With its high blue skies, comfortable temperatures, clambakes and promises of a Super Bowl season for the Browns, it’s hard to imagine how September in Northeast Ohio could possibly be better—though a free outdoor jazz festival might be a nice start.
Wish granted. Make way for the inaugural Hingetown Jazz Festival Saturday, Sept. 2.
The fun begins at 4:30 p.m. on the patio at BOP STOP with the Jackie Warren/Sammy DeLeon Trio. At 5 p.m., saxophonist Johnny Cochran brings a trio to the patio behind Jukebox while North High Brewing gets into the act with a quartet led by young saxophonist Max Schlenk setting up in the parking lot.at 5:30 p.m. Round two begins at Jukebox at 6 p.m. with Theron Brown’s Trio while the Tommy Lehman Quartet takes the stage at North High at 6:30 p.m. The final performances of the day will be at BOP STOP starting with a quartet led by Jamey Haddad at 7 p.m. and Vanessa Rubin’s sunset set beginning at 8:15 p.m.

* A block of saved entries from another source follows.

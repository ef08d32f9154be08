// src/middleware/auth.rs

use axum::{
    extract::{FromRequestParts, Request, State},
    http::{header::AUTHORIZATION, request::Parts},
    middleware::Next,
    response::Response,
};

use crate::{common::error::AppError, config::AppState, models::usuario::Usuario};

// O middleware em si: valida o Bearer e guarda o usuário nas extensions.
pub async fn auth_guard(
    State(app_state): State<AppState>,
    mut request: Request,
    next: Next,
) -> Result<Response, AppError> {
    let token = request
        .headers()
        .get(AUTHORIZATION)
        .and_then(|value| value.to_str().ok())
        .and_then(|value| value.strip_prefix("Bearer "))
        .map(str::trim)
        .filter(|token| !token.is_empty())
        .ok_or(AppError::InvalidToken)?;

    let usuario = app_state.auth_service.validar_token(token).await?;
    request.extensions_mut().insert(usuario);

    Ok(next.run(request).await)
}

// Extrator para obter o usuário autenticado diretamente nos handlers
pub struct AuthenticatedUser(pub Usuario);

impl<S> FromRequestParts<S> for AuthenticatedUser
where
    S: Send + Sync,
{
    type Rejection = AppError;

    async fn from_request_parts(parts: &mut Parts, _state: &S) -> Result<Self, Self::Rejection> {
        parts
            .extensions
            .get::<Usuario>()
            .cloned()
            .map(AuthenticatedUser)
            .ok_or(AppError::InvalidToken)
    }
}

If this sounds like a balmier analogue to New York’s walkable, wildly popular, multi-venue Winter Jazzfest, you’re on the right track.

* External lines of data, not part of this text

// src/db/condicao_pagamento_repo.rs

use async_trait::async_trait;
use sqlx::{PgConnection, PgPool, Postgres, QueryBuilder};

use crate::{
    common::{campo, error::AppError},
    db::cadastro::{CadastroRepository, LINHAS_POR_INSERT},
    models::condicao_pagamento::{CondicaoPagamento, CondicaoPagamentoCadastro},
};

#[derive(Clone)]
pub struct CondicaoPagamentoRepository {
    pool: PgPool,
}

impl CondicaoPagamentoRepository {
    pub fn new(pool: PgPool) -> Self {
        Self { pool }
    }

    pub async fn listar(&self, cod_loja: i32) -> Result<Vec<CondicaoPagamento>, AppError> {
        let condicoes = sqlx::query_as::<_, CondicaoPagamento>(
            "SELECT * FROM condicoes_pagamento WHERE cod_loja = $1 ORDER BY nome",
        )
        .bind(cod_loja)
        .fetch_all(&self.pool)
        .await?;
        Ok(condicoes)
    }

    pub async fn buscar_por_id(&self, id: i32) -> Result<Option<CondicaoPagamento>, AppError> {
        let condicao = sqlx::query_as::<_, CondicaoPagamento>("SELECT * FROM condicoes_pagamento WHERE id = $1")
            .bind(id)
            .fetch_optional(&self.pool)
            .await?;
        Ok(condicao)
    }
}

#[async_trait]
impl CadastroRepository for CondicaoPagamentoRepository {
    type Registro = CondicaoPagamentoCadastro;
    type Existente = CondicaoPagamento;

    async fn carregar(&self, conn: &mut PgConnection, lojas: &[i32]) -> Result<Vec<CondicaoPagamento>, AppError> {
        let existentes =
            sqlx::query_as::<_, CondicaoPagamento>("SELECT * FROM condicoes_pagamento WHERE cod_loja = ANY($1)")
                .bind(lojas)
                .fetch_all(&mut *conn)
                .await?;
        Ok(existentes)
    }

    async fn inserir(
        &self,
        conn: &mut PgConnection,
        registros: &[CondicaoPagamentoCadastro],
    ) -> Result<(), AppError> {
        for lote in registros.chunks(LINHAS_POR_INSERT) {
            let mut qb: QueryBuilder<Postgres> =
                QueryBuilder::new("INSERT INTO condicoes_pagamento (cod_loja, codigo, nome, prazo_dias, ativo) ");
            qb.push_values(lote, |mut b, c| {
                b.push_bind(c.cod_loja)
                    .push_bind(c.codigo)
                    .push_bind(c.nome.clone())
                    .push_bind(campo::inicial(&c.prazo_dias))
                    .push_bind(c.ativo.unwrap_or(true));
            });
            qb.build().execute(&mut *conn).await?;
        }
        Ok(())
    }

    async fn atualizar(
        &self,
        conn: &mut PgConnection,
        alteracoes: &[(CondicaoPagamentoCadastro, CondicaoPagamento)],
    ) -> Result<(), AppError> {
        for (novo, atual) in alteracoes {
            sqlx::query("UPDATE condicoes_pagamento SET nome = $2, prazo_dias = $3, ativo = $4 WHERE id = $1")
                .bind(atual.id)
                .bind(&novo.nome)
                .bind(campo::resolver(&novo.prazo_dias, &atual.prazo_dias))
                .bind(novo.ativo.unwrap_or(atual.ativo))
                .execute(&mut *conn)
                .await?;
        }
        Ok(())
    }

    async fn remover(&self, conn: &mut PgConnection, existentes: &[CondicaoPagamento]) -> Result<(), AppError> {
        let ids: Vec<i32> = existentes.iter().map(|c| c.id).collect();
        sqlx::query("DELETE FROM condicoes_pagamento WHERE id = ANY($1)")
            .bind(&ids)
            .execute(&mut *conn)
            .await?;
        Ok(())
    }
}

“I’m on the board of the Music Fund now, and we were just talking about having a festival that’s super local-focused and using venues of the neighborhood,” said guitarist and bandleader Dan Bruce about a conversation he had with Amber Rogers, the executive director of the fund. “After a while she called me and was like, ‘Hey, I think I got this grant. Do you want to do this?’ and I said, ‘Sure, let’s do this.”

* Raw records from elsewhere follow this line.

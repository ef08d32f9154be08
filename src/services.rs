pub mod auth;
pub mod cadastro_service;
pub mod mensagens_service;
pub mod notificacao;
pub mod pedido_service;
pub mod produto_service;
pub mod webhook;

Bruce spent some years in Chicago where the Chicago Jazz Festival, a four-day free event in Millennium Park, has been a Labor Day weekend tradition for years. He also cited the Heights Music Hop on Lee Road as an inspiration. “It was really cool to play,” Bruce said, “and that gave me a lot of ideas. I wanted to add something that, yes, is a festival, but also brings local people’s attention to Cleveland’s jazz scene.”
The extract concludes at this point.